A confession. My wife and I watched the Oscars. I saw a Ukrainian film maker speak proudly in the defense of his people in their war with Russia. I saw actor Ramy Youssef, a proud Muslim, joining others in wearing a pin that read "Artists 4 Ceasefire." What about the Jews? Steven Spielberg, perhaps the most well known Jew in attendance, also spoke. Anything about the hostages? Nope. Did I see anyone wearing yellow ribbons for the hostages? Nope.
But I did see Jonathan Glazer speak, following his acceptance of an award for "The Zone of Interest." Glazer: "Right now, we stand here as men who refute their Jewishness and the Holocaust being hijacked by an occupation which has led to conflict for so many innocent people. Whether the victims of October 7 in Israel or the ongoing attack on Gaza - all the victims of this dehumanization, how do we resist?" Did he just refute his Jewishness?
One left-wing site, Vox, said he was misunderstand. Rather, Glazer was saying that Jewishness and the Holocaust should not be used justify the attack on Gaza, Maybe. It is a plausible interpretation of Glazer's remarks. But even so, why wasn't the attack on Hamas in Gaza justified? And why did Glazer suggest that the conflict resulted from the "occupation?' No, the conflict results from 100 years of Jew hatred by Arabs in the historic land of Palestine. (And for those not familiar with the history, Palestine was never a country. It was also understand as the homeland of the Jewish people.)

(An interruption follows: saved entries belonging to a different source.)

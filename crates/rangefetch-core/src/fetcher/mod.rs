//! Range fetch units.
//!
//! Each unit downloads one [`ByteRange`] with a single curl Range GET on its
//! own OS thread. Received bytes are published to the coordinator as
//! [`UnitEvent`]s over a bounded channel; the unit owns its [`UnitState`]
//! and shares nothing mutable with its siblings. A failed unit reports once
//! and stops; it never retries.

mod state;
mod throttle;

pub use state::{UnitState, UnitStatus};
pub use throttle::Throttle;

use std::cell::Cell;
use std::panic::{self, AssertUnwindSafe};
use std::str;
use std::thread::JoinHandle;
use std::time::{Duration, Instant};
use thiserror::Error;
use tokio::sync::mpsc;

use crate::control::CancelToken;
use crate::segmenter::ByteRange;

/// Exit code reported when a unit's thread panics.
pub const PANIC_EXIT_CODE: i32 = 1;

/// libcurl knobs shared by the probe and the range units.
#[derive(Debug, Clone, Copy)]
pub struct CurlOptions {
    pub connect_timeout: Duration,
    /// Whole-request timeout for the HEAD probe only; range GETs rely on the
    /// low-speed limit so long ranges on slow links are not cut off.
    pub probe_timeout: Duration,
    pub low_speed_limit: u32,
    pub low_speed_time: Duration,
}

impl Default for CurlOptions {
    fn default() -> Self {
        Self {
            connect_timeout: Duration::from_secs(15),
            probe_timeout: Duration::from_secs(30),
            low_speed_limit: 1,
            low_speed_time: Duration::from_secs(60),
        }
    }
}

/// Everything one unit needs to run.
#[derive(Debug, Clone)]
pub struct UnitJob {
    pub url: String,
    pub range: ByteRange,
    /// Size of the whole resource; a plain 200 is only accepted when the
    /// range covers all of it.
    pub total_size: u64,
    /// Bytes per second, 0 = unlimited.
    pub speed_limit: u64,
    pub cancel: CancelToken,
    pub curl: CurlOptions,
}

/// What a unit publishes. Per unit: any number of `Chunk`s in stream order,
/// then exactly one terminal event.
#[derive(Debug, Clone)]
pub enum UnitEvent {
    Chunk {
        index: usize,
        data: Vec<u8>,
        /// Cumulative bytes for this unit including `data`.
        downloaded: u64,
        at: Instant,
    },
    Completed {
        index: usize,
    },
    Failed {
        index: usize,
        message: String,
    },
    Cancelled {
        index: usize,
    },
    /// The unit's thread terminated abnormally.
    Crashed {
        index: usize,
        code: i32,
    },
}

impl UnitEvent {
    pub fn index(&self) -> usize {
        match self {
            UnitEvent::Chunk { index, .. }
            | UnitEvent::Completed { index }
            | UnitEvent::Failed { index, .. }
            | UnitEvent::Cancelled { index }
            | UnitEvent::Crashed { index, .. } => *index,
        }
    }
}

/// Why a range fetch failed.
#[derive(Debug, Error)]
pub enum UnitError {
    #[error("{0}")]
    Curl(#[from] curl::Error),
    #[error("HTTP {0}")]
    Http(u32),
    #[error("server ignored the range request (HTTP {0})")]
    RangeIgnored(u32),
    #[error("partial transfer: expected {expected} bytes, got {received}")]
    PartialTransfer { expected: u64, received: u64 },
}

#[derive(Debug)]
pub enum UnitOutcome {
    Completed,
    Failed(UnitError),
    Cancelled,
}

/// Set from inside the curl callbacks when the unit stops reading on purpose.
#[derive(Debug, Clone, Copy, PartialEq, Eq)]
enum Stop {
    Cancelled,
    BadStatus(u32),
}

/// Runs `job` on a new named thread. The thread publishes the unit's chunks
/// and always finishes with one terminal event, including when the fetch
/// code panics.
pub fn spawn_unit(
    job: UnitJob,
    events: mpsc::Sender<UnitEvent>,
) -> std::io::Result<JoinHandle<()>> {
    spawn_unit_with(job, events, run_unit)
}

/// Like [`spawn_unit`], with `body` doing the fetch instead of [`run_unit`].
/// Chunks are whatever `body` publishes; the terminal event is always sent
/// here.
pub fn spawn_unit_with<F>(
    job: UnitJob,
    events: mpsc::Sender<UnitEvent>,
    body: F,
) -> std::io::Result<JoinHandle<()>>
where
    F: FnOnce(&UnitJob, &mpsc::Sender<UnitEvent>) -> UnitOutcome + Send + 'static,
{
    std::thread::Builder::new()
        .name(format!("rangefetch-unit-{}", job.range.index))
        .spawn(move || {
            let index = job.range.index;
            let outcome = panic::catch_unwind(AssertUnwindSafe(|| body(&job, &events)));
            let terminal = match outcome {
                Ok(UnitOutcome::Completed) => UnitEvent::Completed { index },
                Ok(UnitOutcome::Failed(e)) => {
                    tracing::warn!(unit = index, "range fetch failed: {}", e);
                    UnitEvent::Failed {
                        index,
                        message: e.to_string(),
                    }
                }
                Ok(UnitOutcome::Cancelled) => UnitEvent::Cancelled { index },
                Err(_) => {
                    tracing::error!(unit = index, "unit thread panicked");
                    UnitEvent::Crashed {
                        index,
                        code: PANIC_EXIT_CODE,
                    }
                }
            };
            // Receiver gone means the download was abandoned; nothing to report to.
            let _ = events.blocking_send(terminal);
        })
}

/// Downloads one range, publishing each received chunk before applying the
/// throttle pause. Blocks the calling thread; must not run on an async
/// runtime thread.
pub fn run_unit(job: &UnitJob, events: &mpsc::Sender<UnitEvent>) -> UnitOutcome {
    let index = job.range.index;
    let Some(curl_range) = job.range.curl_range() else {
        tracing::debug!(unit = index, "empty range, nothing to fetch");
        return UnitOutcome::Completed;
    };
    if job.cancel.is_cancelled() {
        return UnitOutcome::Cancelled;
    }

    let mut easy = curl::easy::Easy::new();
    if let Err(e) = configure(&mut easy, job, &curl_range) {
        return UnitOutcome::Failed(e.into());
    }

    let whole_resource = job.range.start == 0 && job.range.end == job.total_size;
    let status: Cell<Option<u32>> = Cell::new(None);
    let stop: Cell<Option<Stop>> = Cell::new(None);
    let mut state = UnitState::new(index, job.speed_limit);
    let mut throttle = Throttle::new(job.speed_limit, Instant::now());

    tracing::debug!(
        unit = index,
        range = %curl_range,
        speed_limit = throttle.limit(),
        "range fetch started"
    );

    let perform_result = (|| {
        let mut transfer = easy.transfer();
        transfer.header_function(|data| {
            if let Ok(line) = str::from_utf8(data) {
                if let Some(code) = parse_status_line(line) {
                    status.set(Some(code));
                }
            }
            true
        })?;
        transfer.write_function(|data| {
            if job.cancel.is_cancelled() {
                stop.set(Some(Stop::Cancelled));
                return Ok(0);
            }
            if let Some(code) = status.get() {
                if !(code == 206 || (code == 200 && whole_resource)) {
                    stop.set(Some(Stop::BadStatus(code)));
                    return Ok(0);
                }
            }

            let now = Instant::now();
            let pause = throttle.on_chunk(now, data.len());
            let downloaded = state.record_chunk(data.len(), now);
            let chunk = UnitEvent::Chunk {
                index,
                data: data.to_vec(),
                downloaded,
                at: now,
            };
            if events.blocking_send(chunk).is_err() {
                stop.set(Some(Stop::Cancelled));
                return Ok(0);
            }

            if let Some(pause) = pause {
                if !job.cancel.sleep(pause) {
                    stop.set(Some(Stop::Cancelled));
                    return Ok(0);
                }
            }
            Ok(data.len())
        })?;
        transfer.perform()
    })();

    match stop.get() {
        Some(Stop::Cancelled) => {
            tracing::debug!(unit = index, downloaded = state.downloaded, "range fetch cancelled");
            return UnitOutcome::Cancelled;
        }
        Some(Stop::BadStatus(code)) => return UnitOutcome::Failed(bad_status(code)),
        None => {}
    }
    if let Err(e) = perform_result {
        return UnitOutcome::Failed(UnitError::Curl(e));
    }

    let code = match easy.response_code() {
        Ok(code) => code,
        Err(e) => return UnitOutcome::Failed(UnitError::Curl(e)),
    };
    if !(200..300).contains(&code) {
        return UnitOutcome::Failed(UnitError::Http(code));
    }
    if code != 206 && !whole_resource {
        return UnitOutcome::Failed(UnitError::RangeIgnored(code));
    }

    let expected = job.range.len();
    if state.downloaded != expected {
        return UnitOutcome::Failed(UnitError::PartialTransfer {
            expected,
            received: state.downloaded,
        });
    }

    tracing::debug!(unit = index, bytes = state.downloaded, "range fetch completed");
    UnitOutcome::Completed
}

fn configure(
    easy: &mut curl::easy::Easy,
    job: &UnitJob,
    curl_range: &str,
) -> Result<(), curl::Error> {
    easy.url(&job.url)?;
    easy.follow_location(true)?;
    easy.connect_timeout(job.curl.connect_timeout)?;
    // Abort a stalled stream rather than waiting on it forever.
    easy.low_speed_limit(job.curl.low_speed_limit)?;
    easy.low_speed_time(job.curl.low_speed_time)?;
    // curl expects "from-to" (inclusive), not "bytes=from-to".
    easy.range(curl_range)?;
    Ok(())
}

fn bad_status(code: u32) -> UnitError {
    if (200..300).contains(&code) {
        UnitError::RangeIgnored(code)
    } else {
        UnitError::Http(code)
    }
}

/// Status code from an `HTTP/x.y NNN ...` line. Each redirect hop sends a
/// new one, so the last seen belongs to the response whose body follows.
fn parse_status_line(line: &str) -> Option<u32> {
    let line = line.trim_end();
    if !line.starts_with("HTTP/") {
        return None;
    }
    line.split_whitespace().nth(1)?.parse().ok()
}

#[cfg(test)]
mod tests {
    use super::*;

    fn job(range: ByteRange, total_size: u64) -> UnitJob {
        UnitJob {
            url: "http://127.0.0.1:9/unused".to_string(),
            range,
            total_size,
            speed_limit: 0,
            cancel: CancelToken::new(),
            curl: CurlOptions::default(),
        }
    }

    #[test]
    fn parse_status_line_variants() {
        assert_eq!(parse_status_line("HTTP/1.1 206 Partial Content\r\n"), Some(206));
        assert_eq!(parse_status_line("HTTP/2 200\r\n"), Some(200));
        assert_eq!(parse_status_line("Content-Range: bytes 0-9/10\r\n"), None);
        assert_eq!(parse_status_line("HTTP/1.1 abc\r\n"), None);
    }

    #[test]
    fn bad_status_distinguishes_ignored_range() {
        assert!(matches!(bad_status(200), UnitError::RangeIgnored(200)));
        assert!(matches!(bad_status(404), UnitError::Http(404)));
    }

    #[test]
    fn empty_range_completes_without_request() {
        let (tx, mut rx) = mpsc::channel(4);
        let range = ByteRange {
            index: 0,
            start: 0,
            end: 0,
        };
        assert!(matches!(run_unit(&job(range, 0), &tx), UnitOutcome::Completed));
        drop(tx);
        assert!(rx.try_recv().is_err(), "no chunk for an empty range");
    }

    #[test]
    fn cancelled_before_start() {
        let (tx, _rx) = mpsc::channel(4);
        let range = ByteRange {
            index: 1,
            start: 0,
            end: 10,
        };
        let j = job(range, 10);
        j.cancel.cancel();
        assert!(matches!(run_unit(&j, &tx), UnitOutcome::Cancelled));
    }

    #[test]
    fn spawned_unit_always_ends_with_terminal_event() {
        let (tx, mut rx) = mpsc::channel(4);
        let range = ByteRange {
            index: 3,
            start: 0,
            end: 0,
        };
        let handle = spawn_unit(job(range, 0), tx).unwrap();
        handle.join().unwrap();
        match rx.try_recv().unwrap() {
            UnitEvent::Completed { index } => assert_eq!(index, 3),
            other => panic!("expected Completed, got {:?}", other),
        }
    }

    #[test]
    fn panicking_unit_reports_crash_as_only_terminal_event() {
        let (tx, mut rx) = mpsc::channel(4);
        let range = ByteRange {
            index: 2,
            start: 0,
            end: 10,
        };
        let handle = spawn_unit_with(job(range, 10), tx, |job, events| {
            events
                .blocking_send(UnitEvent::Chunk {
                    index: job.range.index,
                    data: vec![0; 4],
                    downloaded: 4,
                    at: Instant::now(),
                })
                .unwrap();
            panic!("fetch blew up");
        })
        .unwrap();
        handle.join().expect("panic stays inside the unit thread");

        assert!(matches!(rx.try_recv().unwrap(), UnitEvent::Chunk { index: 2, .. }));
        match rx.try_recv().unwrap() {
            UnitEvent::Crashed { index, code } => {
                assert_eq!(index, 2);
                assert_eq!(code, PANIC_EXIT_CODE);
                assert_eq!(code, 1);
            }
            other => panic!("expected Crashed, got {:?}", other),
        }
        assert!(
            matches!(rx.try_recv(), Err(mpsc::error::TryRecvError::Disconnected)),
            "nothing follows the terminal event"
        );
    }
}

On the good news front, over 450 other Jews in Hollywood, including actors and producers, wrote a rebuttal to Glazer. "We refute our Jewishness being hijacked for the purpose of drawing a moral equivalence between a Nazi regime (Hamas) that sought to exterminate a race of people (Jews), and an Israeli nation that seeks to avert its own extermination."
A final note. Michelle Goldberg is an Op-Ed writer for the New York Times. In her Sunday, March 17, 2024 column she said, among other things, this: "I'm a secular Jew with no particular attachment to Israel." Uh-huh. What? Actually, I get the secular Jew part. There are quite a few secular Jews here and even in Israel. I do not get the "no particular attachment to Israel." It is sad that she has no attachment to her fellow Jews in Israel. It is sad that has no attachment to the land of Israel. I don't follow her enough to now how much she may have been affected by the events of October 7.
But she knows enough to say in her column that "rituals for the two most important Jewish holidays, Passover and Yom Kippur, culminate with the words 'next year in Jerusalem.'" To which I would add: "Am Yisrael Chai!" The People of Israel Live!" I hope that Ms. Goldberg will come to understand that Jews everywhere are the people of Israel.